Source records
# # #

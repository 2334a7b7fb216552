//! 迁移驱动集成测试
//!
//! 文档库使用内存模式适配器，关系库使用替身，验证迁移可重复执行、跳过无标识记录与中途取消。

mod common;

use std::sync::Arc;

use common::{FakeRelationalStore, record};
use hybrid_storage::{Collection, DocumentStore, DocumentStoreAdapter, MigrationDriver};
use loyalty_shared::config::DegradedQueryPolicy;
use serde_json::json;
use tokio::sync::watch;

async fn seeded_document() -> Arc<DocumentStoreAdapter> {
    let document = Arc::new(DocumentStoreAdapter::in_memory(DegradedQueryPolicy::EqualityOnly));
    document
        .set(Collection::QrTokens, "tok-1", &record(json!({"token": "tok-1", "vendor_id": "v-1"})))
        .await
        .unwrap();
    document
        .set(Collection::Vendors, "v-1", &record(json!({"name": "Blue Cafe"})))
        .await
        .unwrap();
    document
        .set(Collection::Vendors, "v-2", &record(json!({"name": "Deli"})))
        .await
        .unwrap();
    document
        .set(Collection::Offers, "o-1", &record(json!({"vendor_id": "v-1", "title": "2 for 1"})))
        .await
        .unwrap();
    document
}

#[tokio::test]
async fn test_migration_is_idempotent() {
    let document = seeded_document().await;
    let relational = Arc::new(FakeRelationalStore::new());
    let driver = MigrationDriver::new(document, Arc::clone(&relational), 10_000);

    let (_tx, rx) = watch::channel(false);
    let first = driver.migrate_all(rx.clone()).await.unwrap();
    let second = driver.migrate_all(rx).await.unwrap();

    assert_eq!(first.migrated, 4);
    assert_eq!(second.migrated, 4);
    assert!(first.failures.is_empty());
    assert!(!first.cancelled);
    assert_eq!(relational.len(Collection::Vendors), 2);
    assert_eq!(relational.len(Collection::QrTokens), 1);
    assert_eq!(relational.len(Collection::Offers), 1);
    assert_eq!(first.per_collection.len(), Collection::ALL.len());
    assert_eq!(
        relational.row(Collection::Vendors, "v-1"),
        Some(record(json!({"id": "v-1", "name": "Blue Cafe"})))
    );
}

#[tokio::test]
async fn test_migration_records_failures_and_continues() {
    let document = seeded_document().await;
    let relational = Arc::new(FakeRelationalStore::new());
    relational.set_fail_writes(true);
    let driver = MigrationDriver::new(document, Arc::clone(&relational), 10_000);

    let (_tx, rx) = watch::channel(false);
    let report = driver.migrate_all(rx).await.unwrap();

    assert_eq!(report.migrated, 0);
    assert_eq!(report.failures.len(), 4);
    assert_eq!(report.per_collection[&Collection::Vendors].failed, 2);
    assert!(report.failures.iter().any(|f| f.id == "tok-1"));
}

#[tokio::test]
async fn test_migration_read_cap_limits_each_collection() {
    let document = seeded_document().await;
    let relational = Arc::new(FakeRelationalStore::new());
    let driver = MigrationDriver::new(document, Arc::clone(&relational), 1);

    let (_tx, rx) = watch::channel(false);
    let report = driver.migrate_all(rx).await.unwrap();

    assert_eq!(report.per_collection[&Collection::Vendors].read, 1);
    assert_eq!(relational.len(Collection::Vendors), 1);
    assert_eq!(report.migrated, 3);
}

#[tokio::test]
async fn test_migration_cancelled_before_start_writes_nothing() {
    let document = seeded_document().await;
    let relational = Arc::new(FakeRelationalStore::new());
    let driver = MigrationDriver::new(document, Arc::clone(&relational), 10_000);

    let (tx, rx) = watch::channel(false);
    tx.send(true).unwrap();
    let report = driver.init_and_migrate(rx).await.unwrap();

    assert!(report.cancelled);
    assert_eq!(report.migrated, 0);
    assert_eq!(relational.len(Collection::QrTokens), 0);
    // 停在第一个有数据的集合上
    assert_eq!(report.per_collection.len(), 1);
    assert!(report.per_collection.contains_key(&Collection::QrTokens));
}
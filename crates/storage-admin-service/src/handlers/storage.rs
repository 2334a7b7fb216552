//! 存储运维 API 处理器
//!
//! 建表与迁移、迁移状态、表行数、文档库状态。

use std::time::Instant;

use axum::{Json, extract::State};
use hybrid_storage::MigrationReport;
use tracing::{info, instrument};

use crate::{
    dto::{ApiResponse, DocumentStatsDto, MigrationStatusDto, TableCountsDto},
    error::AdminError,
    state::AppState,
};

/// 建表并迁移
///
/// POST /api/storage/init
#[instrument(skip(state))]
pub async fn init_storage(
    State(state): State<AppState>,
) -> Result<Json<ApiResponse<MigrationReport>>, AdminError> {
    let start = Instant::now();
    let report = state.admin.init_and_migrate().await?;
    info!(
        migrated = report.migrated,
        elapsed_ms = start.elapsed().as_millis() as u64,
        "Storage initialized"
    );
    Ok(Json(ApiResponse::success_with_message(report, "建表并迁移完成")))
}

/// 迁移文档库数据
///
/// POST /api/storage/migrate
#[instrument(skip(state))]
pub async fn migrate(
    State(state): State<AppState>,
) -> Result<Json<ApiResponse<MigrationReport>>, AdminError> {
    let report = state.admin.migrate().await?;
    let message = if report.cancelled {
        "迁移已中止，可重新执行"
    } else {
        "迁移完成"
    };
    Ok(Json(ApiResponse::success_with_message(report, message)))
}

/// 迁移状态
///
/// GET /api/storage/migration-status
pub async fn migration_status(
    State(state): State<AppState>,
) -> Result<Json<ApiResponse<MigrationStatusDto>>, AdminError> {
    let status = state.admin.migration_status().await?;
    Ok(Json(ApiResponse::success(status)))
}

/// 各关系表行数
///
/// GET /api/storage/table-counts
pub async fn table_counts(
    State(state): State<AppState>,
) -> Result<Json<ApiResponse<TableCountsDto>>, AdminError> {
    let counts = state.admin.table_counts().await?;
    Ok(Json(ApiResponse::success(counts.into())))
}

/// 文档库模式与同步统计
///
/// GET /api/storage/document-stats
pub async fn document_stats(
    State(state): State<AppState>,
) -> Result<Json<ApiResponse<DocumentStatsDto>>, AdminError> {
    let stats = state.admin.document_stats().await?;
    Ok(Json(ApiResponse::success(stats)))
}
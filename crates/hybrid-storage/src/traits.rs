//! 存储 Trait 定义
//!
//! 中介层只依赖这两个接口，两个存储的具体实现可以独立替换，也便于 mock 测试。

use async_trait::async_trait;

use crate::error::Result;
use crate::models::{Collection, FieldFilter, Record};

/// 关系库接口（二级存储）
#[cfg_attr(test, mockall::automock)]
#[async_trait]
pub trait RelationalStore: Send + Sync {
    /// 插入新行，主键冲突返回错误
    async fn insert(&self, collection: Collection, id: &str, record: &Record) -> Result<()>;

    /// 按主键整行覆盖写入
    async fn upsert(&self, collection: Collection, id: &str, record: &Record) -> Result<()>;

    async fn get(&self, collection: Collection, id: &str) -> Result<Option<Record>>;

    async fn get_all(&self, collection: Collection, limit: usize) -> Result<Vec<Record>>;

    async fn query(&self, collection: Collection, filter: &FieldFilter) -> Result<Vec<Record>>;

    /// 合并部分字段，行不存在时不做任何事
    async fn update(&self, collection: Collection, id: &str, partial: &Record) -> Result<()>;

    async fn delete(&self, collection: Collection, id: &str) -> Result<()>;

    /// 建表（幂等）
    async fn ensure_schema(&self) -> Result<()>;
}

/// 文档库接口（主存储）
#[cfg_attr(test, mockall::automock)]
#[async_trait]
pub trait DocumentStore: Send + Sync {
    /// 创建文档，未给出标识时生成 UUID，返回最终标识
    async fn create(
        &self,
        collection: Collection,
        id: Option<String>,
        record: &Record,
    ) -> Result<String>;

    async fn set(&self, collection: Collection, id: &str, record: &Record) -> Result<()>;

    async fn get(&self, collection: Collection, id: &str) -> Result<Option<Record>>;

    async fn get_collection(&self, collection: Collection, limit: usize) -> Result<Vec<Record>>;

    async fn query(&self, collection: Collection, filter: &FieldFilter) -> Result<Vec<Record>>;

    /// 合并部分字段，文档不存在时不做任何事
    async fn update(&self, collection: Collection, id: &str, partial: &Record) -> Result<()>;

    async fn delete(&self, collection: Collection, id: &str) -> Result<()>;
}
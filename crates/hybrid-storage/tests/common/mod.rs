//! 集成测试共用的存储替身
//!
//! 关系库替身用 DashMap 保存整行；文档库替身包装内存模式的适配器，并支持模拟不可达。

#![allow(dead_code)]

use std::sync::Arc;
use std::sync::atomic::{AtomicBool, AtomicUsize, Ordering};
use std::time::Duration;

use async_trait::async_trait;
use dashmap::DashMap;
use hybrid_storage::{
    Collection, DocumentStore, DocumentStoreAdapter, FieldFilter, HybridStorage, MediatorOptions,
    Record, RelationalStore, Result, StorageError,
};
use loyalty_shared::config::{BackfillMode, DegradedQueryPolicy};
use parking_lot::Mutex;
use serde_json::Value;
use tokio::sync::oneshot;

pub fn record(value: Value) -> Record {
    Record::from_json(value).expect("test record must be an object")
}

// ==================== 关系库替身 ====================

#[derive(Default)]
pub struct FakeRelationalStore {
    rows: DashMap<(Collection, String), Record>,
    pub fail_reads: AtomicBool,
    pub fail_writes: AtomicBool,
    /// 每次 upsert 前等待的时长
    pub upsert_delay: Mutex<Option<Duration>>,
    /// 第一次 upsert 在此闸门上等待，用于构造确定的交错
    upsert_gate: Mutex<Option<oneshot::Receiver<()>>>,
    pub get_calls: AtomicUsize,
}

impl FakeRelationalStore {
    pub fn new() -> Self {
        Self::default()
    }

    pub fn row(&self, collection: Collection, id: &str) -> Option<Record> {
        self.rows
            .get(&(collection, id.to_string()))
            .map(|r| r.value().clone())
    }

    pub fn len(&self, collection: Collection) -> usize {
        self.rows.iter().filter(|e| e.key().0 == collection).count()
    }

    pub fn set_fail_reads(&self, fail: bool) {
        self.fail_reads.store(fail, Ordering::SeqCst);
    }

    pub fn set_fail_writes(&self, fail: bool) {
        self.fail_writes.store(fail, Ordering::SeqCst);
    }

    /// 安装闸门，返回放行用的发送端
    pub fn gate_next_upsert(&self) -> oneshot::Sender<()> {
        let (tx, rx) = oneshot::channel();
        *self.upsert_gate.lock() = Some(rx);
        tx
    }

    fn check_read(&self) -> Result<()> {
        if self.fail_reads.load(Ordering::SeqCst) {
            return Err(StorageError::Relational(sqlx::Error::PoolTimedOut));
        }
        Ok(())
    }

    fn check_write(&self) -> Result<()> {
        if self.fail_writes.load(Ordering::SeqCst) {
            return Err(StorageError::Relational(sqlx::Error::PoolTimedOut));
        }
        Ok(())
    }

    fn sorted(&self, collection: Collection, filter: Option<&FieldFilter>) -> Vec<Record> {
        let mut rows: Vec<(String, Record)> = self
            .rows
            .iter()
            .filter(|e| e.key().0 == collection)
            .filter(|e| filter.is_none_or(|f| f.matches(e.value())))
            .map(|e| (e.key().1.clone(), e.value().clone()))
            .collect();
        rows.sort_by(|a, b| a.0.cmp(&b.0));
        rows.into_iter().map(|(_, r)| r).collect()
    }
}

#[async_trait]
impl RelationalStore for FakeRelationalStore {
    async fn insert(&self, collection: Collection, id: &str, record: &Record) -> Result<()> {
        self.check_write()?;
        let key = (collection, id.to_string());
        if self.rows.contains_key(&key) {
            return Err(StorageError::Internal(format!("duplicate key {id}")));
        }
        self.rows.insert(key, record.clone().with_id(id));
        Ok(())
    }

    async fn upsert(&self, collection: Collection, id: &str, record: &Record) -> Result<()> {
        let gate = self.upsert_gate.lock().take();
        if let Some(gate) = gate {
            let _ = gate.await;
        }
        let delay = *self.upsert_delay.lock();
        if let Some(delay) = delay {
            tokio::time::sleep(delay).await;
        }
        self.check_write()?;
        self.rows
            .insert((collection, id.to_string()), record.clone().with_id(id));
        Ok(())
    }

    async fn get(&self, collection: Collection, id: &str) -> Result<Option<Record>> {
        self.get_calls.fetch_add(1, Ordering::SeqCst);
        self.check_read()?;
        Ok(self.row(collection, id))
    }

    async fn get_all(&self, collection: Collection, limit: usize) -> Result<Vec<Record>> {
        self.check_read()?;
        Ok(self.sorted(collection, None).into_iter().take(limit).collect())
    }

    async fn query(&self, collection: Collection, filter: &FieldFilter) -> Result<Vec<Record>> {
        self.check_read()?;
        Ok(self.sorted(collection, Some(filter)))
    }

    async fn update(&self, collection: Collection, id: &str, partial: &Record) -> Result<()> {
        self.check_write()?;
        if let Some(mut row) = self.rows.get_mut(&(collection, id.to_string())) {
            row.merge(partial);
        }
        Ok(())
    }

    async fn delete(&self, collection: Collection, id: &str) -> Result<()> {
        self.check_write()?;
        self.rows.remove(&(collection, id.to_string()));
        Ok(())
    }

    async fn ensure_schema(&self) -> Result<()> {
        Ok(())
    }
}

// ==================== 文档库替身 ====================

pub struct FlakyDocumentStore {
    inner: DocumentStoreAdapter,
    pub unreachable: AtomicBool,
    pub get_calls: AtomicUsize,
}

impl FlakyDocumentStore {
    pub fn new(policy: DegradedQueryPolicy) -> Self {
        Self {
            inner: DocumentStoreAdapter::in_memory(policy),
            unreachable: AtomicBool::new(false),
            get_calls: AtomicUsize::new(0),
        }
    }

    pub fn set_unreachable(&self, unreachable: bool) {
        self.unreachable.store(unreachable, Ordering::SeqCst);
    }

    /// 绕过不可达开关直接读取内部存储
    pub async fn peek(&self, collection: Collection, id: &str) -> Option<Record> {
        self.inner.get(collection, id).await.ok().flatten()
    }

    fn check(&self) -> Result<()> {
        if self.unreachable.load(Ordering::SeqCst) {
            return Err(StorageError::Document("connection refused".to_string()));
        }
        Ok(())
    }
}

#[async_trait]
impl DocumentStore for FlakyDocumentStore {
    async fn create(
        &self,
        collection: Collection,
        id: Option<String>,
        record: &Record,
    ) -> Result<String> {
        self.check()?;
        self.inner.create(collection, id, record).await
    }

    async fn set(&self, collection: Collection, id: &str, record: &Record) -> Result<()> {
        self.check()?;
        self.inner.set(collection, id, record).await
    }

    async fn get(&self, collection: Collection, id: &str) -> Result<Option<Record>> {
        self.get_calls.fetch_add(1, Ordering::SeqCst);
        self.check()?;
        self.inner.get(collection, id).await
    }

    async fn get_collection(&self, collection: Collection, limit: usize) -> Result<Vec<Record>> {
        self.check()?;
        self.inner.get_collection(collection, limit).await
    }

    async fn query(&self, collection: Collection, filter: &FieldFilter) -> Result<Vec<Record>> {
        self.check()?;
        self.inner.query(collection, filter).await
    }

    async fn update(&self, collection: Collection, id: &str, partial: &Record) -> Result<()> {
        self.check()?;
        self.inner.update(collection, id, partial).await
    }

    async fn delete(&self, collection: Collection, id: &str) -> Result<()> {
        self.check()?;
        self.inner.delete(collection, id).await
    }
}

// ==================== 组装 ====================

pub struct Harness {
    pub document: Arc<FlakyDocumentStore>,
    pub relational: Arc<FakeRelationalStore>,
    pub storage: Arc<HybridStorage<FlakyDocumentStore, FakeRelationalStore>>,
}

pub fn harness(backfill_mode: BackfillMode) -> Harness {
    harness_with(backfill_mode, DegradedQueryPolicy::EqualityOnly)
}

pub fn harness_with(backfill_mode: BackfillMode, policy: DegradedQueryPolicy) -> Harness {
    let document = Arc::new(FlakyDocumentStore::new(policy));
    let relational = Arc::new(FakeRelationalStore::new());
    let storage = Arc::new(HybridStorage::new(
        Arc::clone(&document),
        Arc::clone(&relational),
        MediatorOptions {
            backfill_mode,
            ..MediatorOptions::default()
        },
    ));
    Harness {
        document,
        relational,
        storage,
    }
}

# # #

PROBLEM TO SOLVE
Retype exactly the lines of the data above, starting at its first line and finishing with the line that has "assert_eq!(relational.len(Collection::QrTokens), 1);" in it.

EXERCISE ANSWER
repository 2334a7b7fb216552
//! 迁移驱动集成测试
//!
//! 文档库使用内存模式适配器，关系库使用替身，验证迁移可重复执行、跳过无标识记录与中途取消。

mod common;

use std::sync::Arc;

use common::{FakeRelationalStore, record};
use hybrid_storage::{Collection, DocumentStore, DocumentStoreAdapter, MigrationDriver};
use loyalty_shared::config::DegradedQueryPolicy;
use serde_json::json;
use tokio::sync::watch;

async fn seeded_document() -> Arc<DocumentStoreAdapter> {
    let document = Arc::new(DocumentStoreAdapter::in_memory(DegradedQueryPolicy::EqualityOnly));
    document
        .set(Collection::QrTokens, "tok-1", &record(json!({"token": "tok-1", "vendor_id": "v-1"})))
        .await
        .unwrap();
    document
        .set(Collection::Vendors, "v-1", &record(json!({"name": "Blue Cafe"})))
        .await
        .unwrap();
    document
        .set(Collection::Vendors, "v-2", &record(json!({"name": "Deli"})))
        .await
        .unwrap();
    document
        .set(Collection::Offers, "o-1", &record(json!({"vendor_id": "v-1", "title": "2 for 1"})))
        .await
        .unwrap();
    document
}

#[tokio::test]
async fn test_migration_is_idempotent() {
    let document = seeded_document().await;
    let relational = Arc::new(FakeRelationalStore::new());
    let driver = MigrationDriver::new(document, Arc::clone(&relational), 10_000);

    let (_tx, rx) = watch::channel(false);
    let first = driver.migrate_all(rx.clone()).await.unwrap();
    let second = driver.migrate_all(rx).await.unwrap();

    assert_eq!(first.migrated, 4);
    assert_eq!(second.migrated, 4);
    assert!(first.failures.is_empty());
    assert!(!first.cancelled);
    assert_eq!(relational.len(Collection::Vendors), 2);
    assert_eq!(relational.len(Collection::QrTokens), 1);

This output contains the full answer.